By Dennis Sean O’Brien
WASHINGTON – The National Park Service predicted Thursday the District’s cherry trees will perform a “three-peat” by blooming right in the middle of the two-week cherry blossom festival for the third year in a row.
“They’re going to bloom right smack in the middle of the festival,” between April 4-9, said Robert DeFeo, the park service’s chief horticulturist.
The National Cherry Blossom Festival, from March 31 to April 14 this year, celebrates the mayor of Tokyo’s 1912 gift of 3,000 cherry trees to the people of Washington. The trees were meant to memorialize Japan’s friendship with the United States.
The trees’ pink and white flowers will be in peak bloom during the festival, along West Potomac Park and the Tidal Basin, DeFeo said. The harsh winter had no effect on them, he said.
“We hope that this year the festival will be the best ever,” said Cora Masters Barry, the mayor’s wife.
Festival events will include: concerts, art shows, a sushi demonstration, a kimono show, a 10-mile run through Potomac Park, a commemorative postal cancellation, golf, tennis and rugby tournaments, a crew invitational and a parade down Constitution Avenue from 7th to 17th streets.
The lighting of a Japanese lantern and crowning of the festival’s queen, University of Pennsylvania senior Jessica Dawn Stoner, opens the festival on March 31. Japanese ambassador Kunihiko Saito and D.C. Mayor Marion Barry Jr. will officiate the ceremony at 6th and Water streets NW.
The National Cherry Blossom Festival Committee selected the queen from nominations submitted for students of Japanese and Asian studies at about 330 colleges and universities nationwide.
Stoner, from Marysville, Pa., is fluent in Japanese and a varsity cheerleader at Penn. She plans to pursue a doctoral degree in East Asian international relations and peace studies.
She will be formally crowned April 8 at the National Cherry Blossom Festival Gala at the Hyatt Regency. The Mikimoto Crown, made for the Japanese imperial household, is decorated with 1,585 pearls.

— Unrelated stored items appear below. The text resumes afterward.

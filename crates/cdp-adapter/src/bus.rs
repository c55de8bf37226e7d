//! Response bus: correlates reply ids with whoever is waiting for them.
//!
//! Both tables live behind one lock so a reply is handed to exactly one
//! consumer: the callback registered for its id, or else the first caller to
//! claim it from the stash.

use std::collections::{HashMap, VecDeque};
use std::time::{Duration, Instant};

use parking_lot::{Condvar, Mutex};
use tracing::{debug, trace};

use crate::metrics;
use crate::reply::extract_id;

pub const STASH_CAPACITY: usize = 64;
pub const CALLBACK_CAPACITY: usize = 128;

/// Invoked at most once with the raw reply text. User data travels in the closure.
pub type BusCallback = Box<dyn FnOnce(&str) + Send>;

#[derive(Clone, Copy, Debug, PartialEq, Eq)]
pub enum StoreOutcome {
    /// A registered callback received the message.
    Delivered,
    Stashed,
    /// Stashed after evicting the oldest unclaimed entry.
    Evicted(u64),
    /// Missing or non-positive id; nothing to correlate.
    Ignored,
}

#[derive(Default)]
struct Tables {
    stash: VecDeque<(u64, String)>,
    callbacks: HashMap<u64, BusCallback>,
}

pub struct ResponseBus {
    tables: Mutex<Tables>,
    arrived: Condvar,
    stash_capacity: usize,
    callback_capacity: usize,
}

impl Default for ResponseBus {
    fn default() -> Self {
        Self::new()
    }
}

impl ResponseBus {
    pub fn new() -> Self {
        Self::with_capacity(STASH_CAPACITY, CALLBACK_CAPACITY)
    }

    pub fn with_capacity(stash_capacity: usize, callback_capacity: usize) -> Self {
        Self {
            tables: Mutex::new(Tables::default()),
            arrived: Condvar::new(),
            stash_capacity: stash_capacity.max(1),
            callback_capacity: callback_capacity.max(1),
        }
    }

    /// Route an arriving message to its callback, or stash it for a poller.
    pub fn store(&self, json: &str) -> StoreOutcome {
        let Some(id) = extract_id(json) else {
            return StoreOutcome::Ignored;
        };

        let mut tables = self.tables.lock();
        if let Some(callback) = tables.callbacks.remove(&id) {
            drop(tables);
            metrics::record_bus_delivery();
            trace!(target: "cdp-bus", id, "delivered to callback");
            callback(json);
            return StoreOutcome::Delivered;
        }

        let mut outcome = StoreOutcome::Stashed;
        if let Some(pos) = tables.stash.iter().position(|(stashed, _)| *stashed == id) {
            tables.stash.remove(pos);
        } else if tables.stash.len() >= self.stash_capacity {
            if let Some((evicted, _)) = tables.stash.pop_front() {
                metrics::record_bus_eviction();
                debug!(target: "cdp-bus", evicted, "stash full; evicted oldest entry");
                outcome = StoreOutcome::Evicted(evicted);
            }
        }
        tables.stash.push_back((id, json.to_string()));
        drop(tables);

        metrics::record_bus_store();
        self.arrived.notify_all();
        outcome
    }

    /// Non-blocking claim of the reply for `id`.
    pub fn try_get(&self, id: u64) -> Option<String> {
        let mut tables = self.tables.lock();
        take_stashed(&mut tables, id)
    }

    /// Block until the reply for `id` is stashed or `timeout` elapses.
    ///
    /// Only useful while something else (a pump thread) feeds the bus.
    pub fn wait_take(&self, id: u64, timeout: Duration) -> Option<String> {
        let deadline = Instant::now() + timeout;
        let mut tables = self.tables.lock();
        loop {
            if let Some(json) = take_stashed(&mut tables, id) {
                return Some(json);
            }
            if self.arrived.wait_until(&mut tables, deadline).timed_out() {
                return take_stashed(&mut tables, id);
            }
        }
    }

    /// Register a one-shot callback for `id`.
    ///
    /// If the reply is already stashed it is delivered immediately, so a
    /// registration that races the arrival still sees the message exactly once.
    /// Returns false when the callback table is full.
    pub fn register_callback(&self, id: u64, callback: BusCallback) -> bool {
        if id == 0 {
            return false;
        }
        let mut tables = self.tables.lock();
        if let Some(json) = take_stashed(&mut tables, id) {
            drop(tables);
            metrics::record_bus_delivery();
            callback(&json);
            return true;
        }
        // first registration wins
        if tables.callbacks.contains_key(&id) || tables.callbacks.len() >= self.callback_capacity {
            return false;
        }
        tables.callbacks.insert(id, callback);
        true
    }

    pub fn unregister(&self, id: u64) -> bool {
        self.tables.lock().callbacks.remove(&id).is_some()
    }

    pub fn stashed(&self) -> usize {
        self.tables.lock().stash.len()
    }

    pub fn pending_callbacks(&self) -> usize {
        self.tables.lock().callbacks.len()
    }

    pub fn clear(&self) {
        let mut tables = self.tables.lock();
        tables.stash.clear();
        tables.callbacks.clear();
    }
}

fn take_stashed(tables: &mut Tables, id: u64) -> Option<String> {
    let pos = tables.stash.iter().position(|(stashed, _)| *stashed == id)?;
    tables.stash.remove(pos).map(|(_, json)| json)
}

#[cfg(test)]
mod tests {
    use super::*;
    use std::sync::atomic::{AtomicUsize, Ordering};
    use std::sync::Arc;
    use std::thread;

    fn reply(id: u64) -> String {
        format!(r#"{{"id":{id},"result":{{}}}}"#)
    }

    #[test]
    fn stash_and_claim_once() {
        let bus = ResponseBus::new();
        assert_eq!(bus.store(&reply(5)), StoreOutcome::Stashed);
        assert_eq!(bus.try_get(5), Some(reply(5)));
        assert_eq!(bus.try_get(5), None);
    }

    #[test]
    fn ids_without_correlation_are_ignored() {
        let bus = ResponseBus::new();
        assert_eq!(bus.store(r#"{"method":"Page.frameNavigated"}"#), StoreOutcome::Ignored);
        assert_eq!(bus.store(r#"{"id":0}"#), StoreOutcome::Ignored);
        assert_eq!(bus.stashed(), 0);
    }

    #[test]
    fn duplicate_id_replaces_previous_entry() {
        let bus = ResponseBus::new();
        bus.store(r#"{"id":3,"result":{"v":1}}"#);
        bus.store(r#"{"id":3,"result":{"v":2}}"#);
        assert_eq!(bus.stashed(), 1);
        assert_eq!(bus.try_get(3).unwrap(), r#"{"id":3,"result":{"v":2}}"#);
    }

    #[test]
    fn full_stash_evicts_oldest() {
        let bus = ResponseBus::with_capacity(3, 8);
        for id in 1..=3 {
            bus.store(&reply(id));
        }
        assert_eq!(bus.store(&reply(4)), StoreOutcome::Evicted(1));
        assert!(bus.try_get(1).is_none());
        assert!(bus.try_get(4).is_some());
        assert_eq!(bus.stashed(), 2);
    }

    #[test]
    fn callback_fires_once_and_is_removed() {
        let bus = ResponseBus::new();
        let hits = Arc::new(AtomicUsize::new(0));
        let seen = Arc::clone(&hits);
        assert!(bus.register_callback(
            11,
            Box::new(move |json| {
                assert!(json.contains("\"id\":11"));
                seen.fetch_add(1, Ordering::SeqCst);
            })
        ));
        assert_eq!(bus.store(&reply(11)), StoreOutcome::Delivered);
        assert_eq!(bus.store(&reply(11)), StoreOutcome::Stashed);
        assert_eq!(hits.load(Ordering::SeqCst), 1);
        assert_eq!(bus.pending_callbacks(), 0);
    }

    #[test]
    fn late_registration_receives_stashed_reply() {
        let bus = ResponseBus::new();
        bus.store(&reply(21));
        let hits = Arc::new(AtomicUsize::new(0));
        let seen = Arc::clone(&hits);
        bus.register_callback(
            21,
            Box::new(move |_| {
                seen.fetch_add(1, Ordering::SeqCst);
            }),
        );
        assert_eq!(hits.load(Ordering::SeqCst), 1);
        assert!(bus.try_get(21).is_none());
    }

    #[test]
    fn callback_table_is_bounded() {
        let bus = ResponseBus::with_capacity(4, 2);
        assert!(bus.register_callback(1, Box::new(|_| {})));
        assert!(bus.register_callback(2, Box::new(|_| {})));
        assert!(!bus.register_callback(3, Box::new(|_| {})));
        assert!(bus.unregister(1));
        assert!(bus.register_callback(3, Box::new(|_| {})));
        assert!(!bus.unregister(99));
    }

    #[test]
    fn delivery_is_exactly_once_under_races() {
        for round in 0..200u64 {
            let bus = Arc::new(ResponseBus::new());
            let id = round + 1;
            let hits = Arc::new(AtomicUsize::new(0));

            let store_bus = Arc::clone(&bus);
            let storer = thread::spawn(move || {
                store_bus.store(&reply(id));
            });

            let cb_hits = Arc::clone(&hits);
            bus.register_callback(
                id,
                Box::new(move |_| {
                    cb_hits.fetch_add(1, Ordering::SeqCst);
                }),
            );
            let polled = bus.try_get(id).is_some() as usize;
            storer.join().unwrap();
            let polled = polled + bus.try_get(id).is_some() as usize;

            assert_eq!(hits.load(Ordering::SeqCst) + polled, 1, "round {round}");
        }
    }

    #[test]
    fn wait_take_wakes_on_store() {
        let bus = Arc::new(ResponseBus::new());
        let feeder = Arc::clone(&bus);
        let handle = thread::spawn(move || {
            thread::sleep(Duration::from_millis(30));
            feeder.store(&reply(8));
        });
        let got = bus.wait_take(8, Duration::from_secs(2));
        handle.join().unwrap();
        assert_eq!(got, Some(reply(8)));
        assert!(bus.wait_take(9, Duration::from_millis(20)).is_none());
    }
}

WRC-TV is sponsoring a “Battle of the Bands” contest to choose three area marching bands to represent the region in the in the 26th annual National Cherry Blossom Festival Parade. The deadline for bands to enter is Feb. 26.
Grandstand seats for the April 13 parade cost $12.
Also on parade day, Washington Harbor will be filled with competitors from 15 colleges in a crew contest sponsored by George Washington University.
This year’s festival has official airlines, an official hotel, an official television station, an official radio station and even an official hair salon – Salon Roi Inc., “site of the landmark Marilyn Monroe mural.”